● Aim of the exercise
What number of lines in the entries hold the string "derive"? Answer with it alone.
** Data for review follows **
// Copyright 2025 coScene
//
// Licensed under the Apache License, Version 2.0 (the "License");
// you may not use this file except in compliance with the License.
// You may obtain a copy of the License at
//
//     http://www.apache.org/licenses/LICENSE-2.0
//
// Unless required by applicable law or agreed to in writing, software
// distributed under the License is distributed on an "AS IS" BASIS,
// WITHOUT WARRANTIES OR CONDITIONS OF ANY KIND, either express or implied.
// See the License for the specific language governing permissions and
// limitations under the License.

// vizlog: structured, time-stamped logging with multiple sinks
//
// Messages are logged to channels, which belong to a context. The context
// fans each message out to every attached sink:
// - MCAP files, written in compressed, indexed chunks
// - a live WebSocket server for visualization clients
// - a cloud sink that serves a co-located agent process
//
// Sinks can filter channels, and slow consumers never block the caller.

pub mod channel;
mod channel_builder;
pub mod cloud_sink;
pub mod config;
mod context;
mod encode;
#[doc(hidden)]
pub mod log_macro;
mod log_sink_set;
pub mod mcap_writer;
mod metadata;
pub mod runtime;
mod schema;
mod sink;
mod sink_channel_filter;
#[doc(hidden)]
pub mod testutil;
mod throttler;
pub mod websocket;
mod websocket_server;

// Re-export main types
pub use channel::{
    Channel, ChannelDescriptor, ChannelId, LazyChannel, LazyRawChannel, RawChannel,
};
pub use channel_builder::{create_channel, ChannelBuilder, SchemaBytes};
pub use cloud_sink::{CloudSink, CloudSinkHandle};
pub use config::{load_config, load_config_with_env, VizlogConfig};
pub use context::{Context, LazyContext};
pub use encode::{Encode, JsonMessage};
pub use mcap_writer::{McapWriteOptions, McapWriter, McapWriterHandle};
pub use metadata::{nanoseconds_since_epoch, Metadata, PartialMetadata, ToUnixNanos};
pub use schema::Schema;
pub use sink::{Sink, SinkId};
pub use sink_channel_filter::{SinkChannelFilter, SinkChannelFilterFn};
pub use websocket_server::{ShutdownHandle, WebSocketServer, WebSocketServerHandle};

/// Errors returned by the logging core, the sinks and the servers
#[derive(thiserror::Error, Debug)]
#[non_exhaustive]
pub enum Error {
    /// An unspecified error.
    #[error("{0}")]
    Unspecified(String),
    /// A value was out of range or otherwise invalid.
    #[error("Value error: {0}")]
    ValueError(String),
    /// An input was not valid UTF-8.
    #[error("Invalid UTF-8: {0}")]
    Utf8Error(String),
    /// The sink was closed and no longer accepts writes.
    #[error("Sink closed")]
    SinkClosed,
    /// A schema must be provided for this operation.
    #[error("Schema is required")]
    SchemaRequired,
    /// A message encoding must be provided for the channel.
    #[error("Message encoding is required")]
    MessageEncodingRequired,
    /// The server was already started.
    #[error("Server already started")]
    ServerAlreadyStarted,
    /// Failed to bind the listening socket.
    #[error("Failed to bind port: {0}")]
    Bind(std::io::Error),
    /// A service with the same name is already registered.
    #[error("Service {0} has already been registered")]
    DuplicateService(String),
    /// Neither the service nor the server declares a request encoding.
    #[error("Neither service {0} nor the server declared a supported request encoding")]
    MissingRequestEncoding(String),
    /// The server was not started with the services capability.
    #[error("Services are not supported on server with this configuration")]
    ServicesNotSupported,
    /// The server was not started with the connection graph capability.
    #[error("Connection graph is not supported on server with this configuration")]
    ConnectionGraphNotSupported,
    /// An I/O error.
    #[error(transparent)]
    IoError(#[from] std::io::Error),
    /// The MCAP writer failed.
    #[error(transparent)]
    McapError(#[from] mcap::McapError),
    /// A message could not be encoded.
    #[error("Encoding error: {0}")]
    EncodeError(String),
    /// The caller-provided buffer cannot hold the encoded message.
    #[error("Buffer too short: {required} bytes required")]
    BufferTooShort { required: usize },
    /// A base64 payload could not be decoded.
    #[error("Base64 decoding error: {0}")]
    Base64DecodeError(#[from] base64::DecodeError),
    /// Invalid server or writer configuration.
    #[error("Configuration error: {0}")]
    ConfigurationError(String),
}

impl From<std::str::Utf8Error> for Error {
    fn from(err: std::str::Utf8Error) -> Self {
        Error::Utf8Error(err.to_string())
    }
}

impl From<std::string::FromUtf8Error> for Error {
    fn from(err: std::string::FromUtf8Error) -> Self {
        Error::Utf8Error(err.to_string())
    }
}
** End of Data for review **
** Data for review follows **
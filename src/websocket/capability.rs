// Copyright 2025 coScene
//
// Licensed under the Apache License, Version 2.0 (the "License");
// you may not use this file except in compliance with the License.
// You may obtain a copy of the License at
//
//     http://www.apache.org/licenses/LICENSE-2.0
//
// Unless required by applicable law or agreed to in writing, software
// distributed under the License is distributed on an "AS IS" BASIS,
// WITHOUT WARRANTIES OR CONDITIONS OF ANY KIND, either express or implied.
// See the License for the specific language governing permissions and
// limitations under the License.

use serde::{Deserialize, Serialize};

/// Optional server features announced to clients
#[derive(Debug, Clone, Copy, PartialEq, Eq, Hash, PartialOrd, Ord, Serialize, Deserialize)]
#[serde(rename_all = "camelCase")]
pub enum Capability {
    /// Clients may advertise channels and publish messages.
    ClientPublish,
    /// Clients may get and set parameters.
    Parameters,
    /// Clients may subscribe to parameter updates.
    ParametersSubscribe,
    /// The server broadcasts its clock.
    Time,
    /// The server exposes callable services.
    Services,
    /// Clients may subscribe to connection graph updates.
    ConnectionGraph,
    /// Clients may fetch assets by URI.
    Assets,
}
** End of Data for review **
** Data for review follows **
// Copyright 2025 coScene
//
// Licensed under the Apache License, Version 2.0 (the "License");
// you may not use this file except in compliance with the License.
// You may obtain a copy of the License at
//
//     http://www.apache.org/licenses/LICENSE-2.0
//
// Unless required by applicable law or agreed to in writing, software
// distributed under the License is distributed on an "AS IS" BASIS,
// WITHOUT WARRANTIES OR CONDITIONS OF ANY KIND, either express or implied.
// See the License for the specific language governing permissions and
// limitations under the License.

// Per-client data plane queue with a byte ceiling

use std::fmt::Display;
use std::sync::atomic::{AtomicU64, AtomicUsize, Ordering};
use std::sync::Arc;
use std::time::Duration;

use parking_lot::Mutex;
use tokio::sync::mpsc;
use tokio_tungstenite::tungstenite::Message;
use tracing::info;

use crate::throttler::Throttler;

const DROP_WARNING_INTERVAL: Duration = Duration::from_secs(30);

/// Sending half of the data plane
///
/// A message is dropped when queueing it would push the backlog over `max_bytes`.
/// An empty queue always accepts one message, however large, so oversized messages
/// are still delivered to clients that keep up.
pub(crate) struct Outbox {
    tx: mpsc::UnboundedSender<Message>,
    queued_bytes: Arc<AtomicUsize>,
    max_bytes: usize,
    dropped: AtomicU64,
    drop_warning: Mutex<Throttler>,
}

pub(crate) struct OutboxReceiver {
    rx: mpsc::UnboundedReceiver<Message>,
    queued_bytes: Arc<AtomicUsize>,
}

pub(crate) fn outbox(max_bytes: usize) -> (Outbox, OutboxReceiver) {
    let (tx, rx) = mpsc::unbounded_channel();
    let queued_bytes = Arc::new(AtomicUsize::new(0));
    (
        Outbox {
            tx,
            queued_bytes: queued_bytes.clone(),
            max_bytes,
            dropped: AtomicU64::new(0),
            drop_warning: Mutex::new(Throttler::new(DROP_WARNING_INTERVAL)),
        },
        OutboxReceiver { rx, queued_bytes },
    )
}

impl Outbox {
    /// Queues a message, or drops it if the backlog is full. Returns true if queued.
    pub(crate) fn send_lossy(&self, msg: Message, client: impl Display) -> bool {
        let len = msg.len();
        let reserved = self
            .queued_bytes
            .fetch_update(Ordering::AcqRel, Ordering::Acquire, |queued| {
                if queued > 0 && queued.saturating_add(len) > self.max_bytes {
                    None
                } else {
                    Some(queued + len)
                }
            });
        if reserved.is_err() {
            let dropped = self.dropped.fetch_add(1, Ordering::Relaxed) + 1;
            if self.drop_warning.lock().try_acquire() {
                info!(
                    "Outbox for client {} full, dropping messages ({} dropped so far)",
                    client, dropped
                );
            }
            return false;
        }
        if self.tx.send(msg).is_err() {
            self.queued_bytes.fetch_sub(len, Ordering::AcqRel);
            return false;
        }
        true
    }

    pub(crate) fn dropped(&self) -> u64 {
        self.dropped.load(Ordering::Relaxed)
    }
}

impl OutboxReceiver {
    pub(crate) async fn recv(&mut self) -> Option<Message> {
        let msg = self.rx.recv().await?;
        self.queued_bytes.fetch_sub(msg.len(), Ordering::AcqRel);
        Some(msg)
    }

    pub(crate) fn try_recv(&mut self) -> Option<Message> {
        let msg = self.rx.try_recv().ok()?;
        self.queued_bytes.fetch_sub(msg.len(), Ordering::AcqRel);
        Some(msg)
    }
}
** End of Data for review **
● Written solution
2